The League Cup win over Reading was about a routine a victory as you are ever likely to see at the Emirates.
Even with the chance to claim a real scalp, Reading never really seemed keen to put much on the line in pursuit of victory – not until the last five minutes or so, when the game was more or less beyond them anyway.
To that end, it was difficult to measure just how well Arsenal’s young stars performed on the night, particularly against an opponent more concerned with avoided a hammering than seeking victory.
That said, it still felt like an opportunity missed for a lot of the younger guys, with the burden of getting the team through falling largely to the senior hands.
It’s platforms such as the League Cup which allow the manager and coaching staff to get a feel for how players might knit in with the first team squad, and how they fare under the pressure of playing in front of an expectant Emirates crowd.
Apart from anything else, the young players should relish the opportunity to perform in cup competition. So many players in Arsenal’s past have forced their way into first team contention by catching the eye in the League Cup and this was a chance to do just that.
On the positive side, there were solid performances from Rob Holding and Emiliano Martinez, with both players looking assured amid vastly more experienced colleagues.
But there wasn’t really anyone else on the fringes of the squad at large who really stood out, or who made enough of an impression to make you sit up and take note.
Jeff Reine-Adelaide was wasteful at times and lacked decisiveness, Chris Willock – when he came on – spurned at least two very presentable chances, Ainsley Maitland Niles went a little too quietly about his business. It was a victory tinged with frustration.
We all want these guys to excel, to do as Alex Iwobi and Hector Bellerin have done before them, but it just didn’t seem to click on the night.
I don’t doubt they will all get another chance in the next round – depending on our opponent – and here’s hoping that they worry less about making a mistake and concentrate more on allowing their abilities to come to the fore.
As to the more senior members of the team, those who have had experience with the first team setup, it was a pretty good showing. Before his injury, Lucas Perez was industrious and willing, Alex Oxlade Chamberlain added another two goals to his tally, and Keiran Gibbs brought an assured air to proceedings.
Mohammed Elneny took the game by the scruff of the neck in midfield, and was impressive throughout, while Carl Jenkinson made a long-awaited return to competitive action.
It seemed to me as if he was blowing a bit by the end but he will do well for the 90 minutes of football.
Olivier Giroud also managed some game time after coming back from injury and was a handful up top, if lacking a little cutting edge. In fairness, he was unlucky to find himself crudely chopped down when away on goal.
There is much the senior guys can be pleased about with their efforts. Reading were a bit of a non-entity going forward, and didn’t really trouble Martinez with much of note, although he did well late in the second half to push a free-kick away from goal.

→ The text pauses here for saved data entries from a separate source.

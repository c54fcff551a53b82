//! # Treasury Settlement Engine
//!
//! Moves money between the shifts, customer accounts and the bank ledger.
//!
//! ## Ledger Flows
//! ```text
//! ┌─────────────────────────────────────────────────────────────────────────┐
//! │                                                                         │
//! │  CLOSED shift ──deposit_shift──► INGRESO  SHIFT_DEPOSIT    balance +=  │
//! │                                  (origin_ref = shift id, UNIQUE)        │
//! │                                                                         │
//! │  customer pays ─post_customer_receipt─► INGRESO CUSTOMER_RECEIPT  +=   │
//! │     ADVANCE          → advance_balance += amount                        │
//! │     CREDIT_PAYMENT   → credit_available += amount (≤ credit_limit)      │
//! │                                                                         │
//! │  supplier bill ──record_egress──► EGRESO  PAYABLE          balance -=  │
//! │                                                                         │
//! │  Each flow is one transaction: movement row + balance update (+ the    │
//! │  shift or customer row). balance always equals Σ signed movements.     │
//! └─────────────────────────────────────────────────────────────────────────┘
//! ```
//!
//! Receipts and egresses pick their movement id before the first attempt.
//! An attempt that finds that id already in the ledger returns the stored
//! row, so a retried posting lands once.

use std::sync::Arc;

use caja_core::validation::{validate_positive_amount, validate_text};
use caja_core::{
    BankAccount, BankMovement, CoreError, Money, MovementKind, MovementOrigin, ReceiptKind,
    ValidationError,
};
use caja_db::{BankRepository, CustomerRepository, PageCursor, PendingShiftSource, ShiftRepository};
use chrono::{DateTime, Utc};
use sqlx::SqliteConnection;
use tracing::info;
use uuid::Uuid;

use crate::error::{EngineError, EngineResult};
use crate::listing::Listing;
use crate::EngineContext;

/// Longest accepted concept on a manual movement.
const MAX_CONCEPT_LEN: usize = 200;

#[derive(Clone)]
pub struct TreasuryEngine {
    ctx: Arc<EngineContext>,
}

impl TreasuryEngine {
    pub(crate) fn new(ctx: Arc<EngineContext>) -> Self {
        TreasuryEngine { ctx }
    }

    /// CLOSED shifts awaiting deposit, oldest close first, each with its
    /// variance.
    pub fn list_pending_shifts(&self) -> Listing<PendingShiftSource> {
        let pager = self.ctx.db.shifts().pending(self.ctx.page_size);
        Listing::new(pager, self.ctx.policy, "list_pending_shifts")
    }

    /// Continues a pending-shift listing from a saved cursor.
    pub fn list_pending_after(&self, cursor: PageCursor) -> Listing<PendingShiftSource> {
        let pager = self.ctx.db.shifts().pending_after(self.ctx.page_size, cursor);
        Listing::new(pager, self.ctx.policy, "list_pending_shifts")
    }

    /// Deposits a CLOSED shift's declared cash into `account_id` and marks
    /// the shift SETTLED.
    ///
    /// Retrying after a timeout is safe: the second attempt finds the shift
    /// SETTLED (or trips the one-deposit-per-shift index) and fails with
    /// `AlreadySettled` without a second movement.
    pub async fn deposit_shift(
        &self,
        shift_id: &str,
        account_id: &str,
    ) -> EngineResult<BankMovement> {
        settle(&self.ctx, shift_id, account_id).await
    }

    /// Posts money received from a customer.
    pub async fn post_customer_receipt(
        &self,
        customer_id: &str,
        account_id: &str,
        amount: Money,
        kind: ReceiptKind,
    ) -> EngineResult<BankMovement> {
        validate_positive_amount("amount", amount)?;

        let ctx = &self.ctx;
        let movement_id = Uuid::new_v4().to_string();
        let movement_id = movement_id.as_str();
        let movement = ctx
            .policy
            .run_tx("post_customer_receipt", move || async move {
                let mut tx = ctx.db.begin().await?;
                let now = ctx.clock.now();

                if let Some(posted) =
                    BankRepository::get_movement_in(&mut tx, movement_id).await?
                {
                    return Ok((tx, posted));
                }

                let customer = CustomerRepository::get_in(&mut tx, customer_id)
                    .await?
                    .ok_or_else(|| CoreError::CustomerNotFound(customer_id.to_string()))?;
                require_account(&mut tx, account_id).await?;

                match kind {
                    ReceiptKind::Advance => {
                        CustomerRepository::credit_advance(&mut tx, customer_id, amount, now)
                            .await?;
                    }
                    ReceiptKind::CreditPayment => {
                        if !CustomerRepository::restore_credit(&mut tx, customer_id, amount, now)
                            .await?
                        {
                            return Err(ValidationError::OutOfRange {
                                field: "amount".to_string(),
                                min: 1,
                                max: customer.credit_used().cents(),
                            }
                            .into());
                        }
                    }
                }

                let movement = BankMovement {
                    id: movement_id.to_string(),
                    ..new_movement(
                        account_id,
                        MovementKind::Ingreso,
                        amount,
                        format!("Customer receipt {}", customer.name),
                        MovementOrigin::CustomerReceipt,
                        Some(customer_id.to_string()),
                        now,
                    )
                };
                post_in(&mut tx, &movement, now).await?;

                Ok::<_, EngineError>((tx, movement))
            })
            .await?;

        info!(
            customer_id,
            account_id,
            amount = %amount,
            ?kind,
            movement_id = %movement.id,
            "Customer receipt posted"
        );
        Ok(movement)
    }

    /// Posts a payment to a supplier. The balance may go negative.
    pub async fn record_egress(
        &self,
        account_id: &str,
        amount: Money,
        concept: &str,
    ) -> EngineResult<BankMovement> {
        validate_positive_amount("amount", amount)?;
        validate_text("concept", concept, MAX_CONCEPT_LEN)?;

        let ctx = &self.ctx;
        let movement_id = Uuid::new_v4().to_string();
        let movement_id = movement_id.as_str();
        let movement = ctx
            .policy
            .run_tx("record_egress", move || async move {
                let mut tx = ctx.db.begin().await?;
                let now = ctx.clock.now();

                if let Some(posted) =
                    BankRepository::get_movement_in(&mut tx, movement_id).await?
                {
                    return Ok((tx, posted));
                }

                require_account(&mut tx, account_id).await?;

                let movement = BankMovement {
                    id: movement_id.to_string(),
                    ..new_movement(
                        account_id,
                        MovementKind::Egreso,
                        amount,
                        concept.trim().to_string(),
                        MovementOrigin::Payable,
                        None,
                        now,
                    )
                };
                post_in(&mut tx, &movement, now).await?;

                Ok::<_, EngineError>((tx, movement))
            })
            .await?;

        info!(account_id, amount = %amount, movement_id = %movement.id, "Egress recorded");
        Ok(movement)
    }

    pub async fn account(&self, account_id: &str) -> EngineResult<BankAccount> {
        let ctx = &self.ctx;
        let account = ctx
            .policy
            .run("get_account", move || async move {
                Ok::<_, EngineError>(ctx.db.bank().get_account(account_id).await?)
            })
            .await?;

        account.ok_or_else(|| CoreError::AccountNotFound(account_id.to_string()).into())
    }
}

// =============================================================================
// Settlement
// =============================================================================

/// Settle + deposit as one bounded, retried transaction.
pub(crate) async fn settle(
    ctx: &EngineContext,
    shift_id: &str,
    account_id: &str,
) -> EngineResult<BankMovement> {
    let movement = ctx
        .policy
        .run_tx("settle_shift", move || async move {
            let mut tx = ctx.db.begin().await?;
            let movement = settle_in(&mut tx, shift_id, account_id, ctx.clock.now()).await?;
            Ok::<_, EngineError>((tx, movement))
        })
        .await?;

    info!(
        shift_id,
        account_id,
        amount = %movement.amount,
        movement_id = %movement.id,
        "Shift settled"
    );
    Ok(movement)
}

/// Transition CLOSED → SETTLED, write the deposit and raise the balance.
async fn settle_in(
    conn: &mut SqliteConnection,
    shift_id: &str,
    account_id: &str,
    now: DateTime<Utc>,
) -> EngineResult<BankMovement> {
    let mut shift = ShiftRepository::get_in(&mut *conn, shift_id)
        .await?
        .ok_or_else(|| CoreError::ShiftNotFound(shift_id.to_string()))?;
    require_account(&mut *conn, account_id).await?;

    shift.mark_settled(now)?;

    let already_settled = || -> EngineError {
        CoreError::AlreadySettled {
            shift_id: shift_id.to_string(),
        }
        .into()
    };

    if !ShiftRepository::mark_settled(&mut *conn, shift_id, now).await? {
        return Err(already_settled());
    }

    let movement = new_movement(
        account_id,
        MovementKind::Ingreso,
        shift.deposit_amount(),
        format!("Shift deposit {}", shift.id),
        MovementOrigin::ShiftDeposit,
        Some(shift.id.clone()),
        now,
    );

    match BankRepository::insert_movement(&mut *conn, &movement).await {
        Ok(()) => {}
        Err(err) if err.is_unique_violation_on("origin_ref") => return Err(already_settled()),
        Err(err) => return Err(err.into()),
    }
    BankRepository::adjust_balance(conn, account_id, movement.amount, now).await?;

    Ok(movement)
}

// =============================================================================
// Helpers
// =============================================================================

async fn require_account(conn: &mut SqliteConnection, account_id: &str) -> EngineResult<()> {
    match BankRepository::get_account_in(conn, account_id).await? {
        Some(_) => Ok(()),
        None => Err(CoreError::AccountNotFound(account_id.to_string()).into()),
    }
}

/// Inserts the movement and applies its signed amount to the balance.
async fn post_in(
    conn: &mut SqliteConnection,
    movement: &BankMovement,
    now: DateTime<Utc>,
) -> EngineResult<()> {
    BankRepository::insert_movement(&mut *conn, movement).await?;
    BankRepository::adjust_balance(conn, &movement.account_id, movement.signed_amount(), now)
        .await?;
    Ok(())
}

fn new_movement(
    account_id: &str,
    kind: MovementKind,
    amount: Money,
    concept: String,
    origin: MovementOrigin,
    origin_ref: Option<String>,
    now: DateTime<Utc>,
) -> BankMovement {
    BankMovement {
        id: Uuid::new_v4().to_string(),
        account_id: account_id.to_string(),
        kind,
        amount,
        concept,
        origin,
        origin_ref,
        conciliated: false,
        created_at: now,
        conciliated_at: None,
    }
}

It was nice also, to see a return of the high energy press. Particularly in the second half, Reading were simply denied time and space on the ball from deep and consistently gave the ball away in dangerous positions.
If the injury to Lucas Perez turns out to be little worse than a knock, we can consider the victory a pretty solid night’s work, albeit coloured with a sense of frustration for the younger stars.
Some of them may have a future at the club – others may not – but it’s up to them to show just what they are capable of – and what they are learning – as part of a squad with genuine world class talent.